*Instructions to follow*.
Scan the data below and copy each line where "Alphanumeric" occurs.

(Records shown Opens)

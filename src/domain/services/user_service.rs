use std::sync::Arc;
use async_trait::async_trait;
use argon2::{
    password_hash::{PasswordHash, PasswordHasher, PasswordVerifier, SaltString},
    Argon2,
};
use rand::{distributions::Alphanumeric, rngs::OsRng, Rng};
use tracing::{error, info, warn};

use crate::domain::models::{role::Role, user::User};
use crate::domain::ports::{UserDirectory, UserRepository};
use crate::error::AppError;

pub fn hash_password(password: &str) -> Result<String, AppError> {
    let salt = SaltString::generate(&mut OsRng);
    Argon2::default()
        .hash_password(password.as_bytes(), &salt)
        .map(|h| h.to_string())
        .map_err(|e| AppError::InternalWithMsg(format!("Password hashing failed: {}", e)))
}

pub fn verify_password(password: &str, password_hash: &str) -> Result<bool, AppError> {
    let parsed_hash = PasswordHash::new(password_hash).map_err(|_| AppError::Internal)?;
    Ok(Argon2::default().verify_password(password.as_bytes(), &parsed_hash).is_ok())
}

/// [`UserDirectory`] backed by a [`UserRepository`].
pub struct UserService {
    repo: Arc<dyn UserRepository>,
}

impl UserService {
    pub fn new(repo: Arc<dyn UserRepository>) -> Self {
        Self { repo }
    }

    /// Creates the first administrator when the users table is empty and
    /// returns the generated password. Returns `None` when users exist.
    pub async fn ensure_bootstrap_admin(&self, username: &str) -> Result<Option<String>, AppError> {
        if self.repo.count().await? > 0 {
            return Ok(None);
        }

        let password: String = rand::thread_rng()
            .sample_iter(&Alphanumeric)
            .take(16)
            .map(char::from)
            .collect();

        let mut admin = User::new(
            "System".to_string(),
            "Administrator".to_string(),
            format!("{}@localhost", username),
            username.to_string(),
            Role::Admin,
            String::new(),
        );
        admin.phone_number = Some("0".to_string());
        self.create_user(admin, &password).await?;

        warn!("Bootstrap administrator '{}' created with password: {}", username, password);
        Ok(Some(password))
    }
}

#[async_trait]
impl UserDirectory for UserService {
    async fn find_by_username(&self, username: &str) -> Result<Option<User>, AppError> {
        self.repo.find_by_username(username).await
    }

    async fn find_by_id(&self, id: &str) -> Result<Option<User>, AppError> {
        self.repo.find_by_id(id).await
    }

    async fn list_users(&self) -> Result<Vec<User>, AppError> {
        self.repo.list().await
    }

    async fn create_user(&self, mut user: User, password: &str) -> Result<User, AppError> {
        if password.is_empty() {
            return Err(AppError::Validation("Password is required".into()));
        }
        if self.repo.find_by_username(&user.username).await?.is_some() {
            return Err(AppError::Conflict("Username already exists".into()));
        }

        user.password_hash = hash_password(password)?;
        let created = self.repo.create(&user).await?;
        info!("Created user: {} ({})", created.username, created.id);
        Ok(created)
    }

    async fn update_user_with_password(&self, user: &User, new_password: &str) -> Result<(), AppError> {
        let current = self.repo.find_by_id(&user.id).await?
            .ok_or(AppError::NotFound("User not found".into()))?;

        if current.username != user.username {
            if let Some(other) = self.repo.find_by_username(&user.username).await? {
                if other.id != user.id {
                    return Err(AppError::Conflict("Username already exists".into()));
                }
            }
        }

        let mut updated = user.clone();
        updated.password_hash = if new_password.is_empty() {
            current.password_hash
        } else {
            hash_password(new_password)?
        };

        self.repo.update(&updated).await?;
        info!("Updated user: {}", updated.id);
        Ok(())
    }

    async fn delete_user(&self, id: &str) -> Result<(), AppError> {
        match self.repo.delete(id).await {
            Ok(_) => {
                info!("Deleted user {}", id);
                Ok(())
            }
            Err(e) => {
                error!("Failed to delete user {}: {:?}", id, e);
                Err(e)
            }
        }
    }
}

(Records shown Closes)

*Solution*.
use rand::{distributions::Alphanumeric, rngs::OsRng, Rng};
            .sample_iter(&Alphanumeric)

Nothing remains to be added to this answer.